* [Exercise goal]: Lines before the one containing "bbox: Some(BoundingBox::new(0.0, 0.0, 0.5" are left out; return that line and every line after it exactly, through the end of the data below.

== Segment start ==

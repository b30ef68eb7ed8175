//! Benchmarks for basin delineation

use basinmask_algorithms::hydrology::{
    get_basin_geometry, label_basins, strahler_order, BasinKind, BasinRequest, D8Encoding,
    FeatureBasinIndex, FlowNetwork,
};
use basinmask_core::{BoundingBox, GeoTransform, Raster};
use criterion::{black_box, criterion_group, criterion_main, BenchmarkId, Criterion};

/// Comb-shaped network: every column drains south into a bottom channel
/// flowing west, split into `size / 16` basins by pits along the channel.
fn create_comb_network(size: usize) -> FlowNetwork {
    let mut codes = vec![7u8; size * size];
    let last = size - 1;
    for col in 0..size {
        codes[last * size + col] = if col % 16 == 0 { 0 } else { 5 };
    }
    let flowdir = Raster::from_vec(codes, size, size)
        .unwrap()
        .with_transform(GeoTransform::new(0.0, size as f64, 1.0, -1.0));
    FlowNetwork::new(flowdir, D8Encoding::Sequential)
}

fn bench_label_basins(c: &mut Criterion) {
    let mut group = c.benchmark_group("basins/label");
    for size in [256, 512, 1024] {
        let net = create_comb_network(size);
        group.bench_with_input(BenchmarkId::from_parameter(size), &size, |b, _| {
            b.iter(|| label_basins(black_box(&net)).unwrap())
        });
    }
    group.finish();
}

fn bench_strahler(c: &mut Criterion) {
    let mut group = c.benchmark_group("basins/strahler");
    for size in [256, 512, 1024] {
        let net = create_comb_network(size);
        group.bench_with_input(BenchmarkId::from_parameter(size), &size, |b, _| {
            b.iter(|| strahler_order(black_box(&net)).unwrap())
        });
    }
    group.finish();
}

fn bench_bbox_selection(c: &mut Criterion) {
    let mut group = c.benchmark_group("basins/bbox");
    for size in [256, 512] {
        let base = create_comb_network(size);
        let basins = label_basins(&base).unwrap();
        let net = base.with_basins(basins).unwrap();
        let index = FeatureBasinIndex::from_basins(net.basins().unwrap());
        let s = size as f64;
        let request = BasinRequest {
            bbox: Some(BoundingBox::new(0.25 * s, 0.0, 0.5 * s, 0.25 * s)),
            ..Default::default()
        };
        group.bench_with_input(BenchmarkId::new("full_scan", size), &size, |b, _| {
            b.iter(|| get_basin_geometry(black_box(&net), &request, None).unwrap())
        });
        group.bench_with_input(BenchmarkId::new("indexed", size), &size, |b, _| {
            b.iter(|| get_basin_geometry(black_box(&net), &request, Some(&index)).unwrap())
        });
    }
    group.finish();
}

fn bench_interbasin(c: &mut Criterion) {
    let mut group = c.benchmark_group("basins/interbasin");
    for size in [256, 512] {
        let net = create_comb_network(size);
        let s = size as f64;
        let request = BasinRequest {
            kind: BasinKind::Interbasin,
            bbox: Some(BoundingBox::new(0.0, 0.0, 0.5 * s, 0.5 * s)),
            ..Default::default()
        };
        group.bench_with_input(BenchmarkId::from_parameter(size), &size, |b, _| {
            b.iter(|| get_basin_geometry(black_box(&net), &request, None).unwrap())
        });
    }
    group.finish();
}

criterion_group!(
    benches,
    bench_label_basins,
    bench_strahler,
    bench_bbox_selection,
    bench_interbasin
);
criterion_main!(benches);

== Segment end ==

* [Solution for this task]:
            bbox: Some(BoundingBox::new(0.0, 0.0, 0.5 * s, 0.5 * s)),
            ..Default::default()
        };
        group.bench_with_input(BenchmarkId::from_parameter(size), &size, |b, _| {
            b.iter(|| get_basin_geometry(black_box(&net), &request, None).unwrap())
        });
    }
    group.finish();
}

criterion_group!(
    benches,
    bench_label_basins,
    bench_strahler,
    bench_bbox_selection,
    bench_interbasin
);
criterion_main!(benches);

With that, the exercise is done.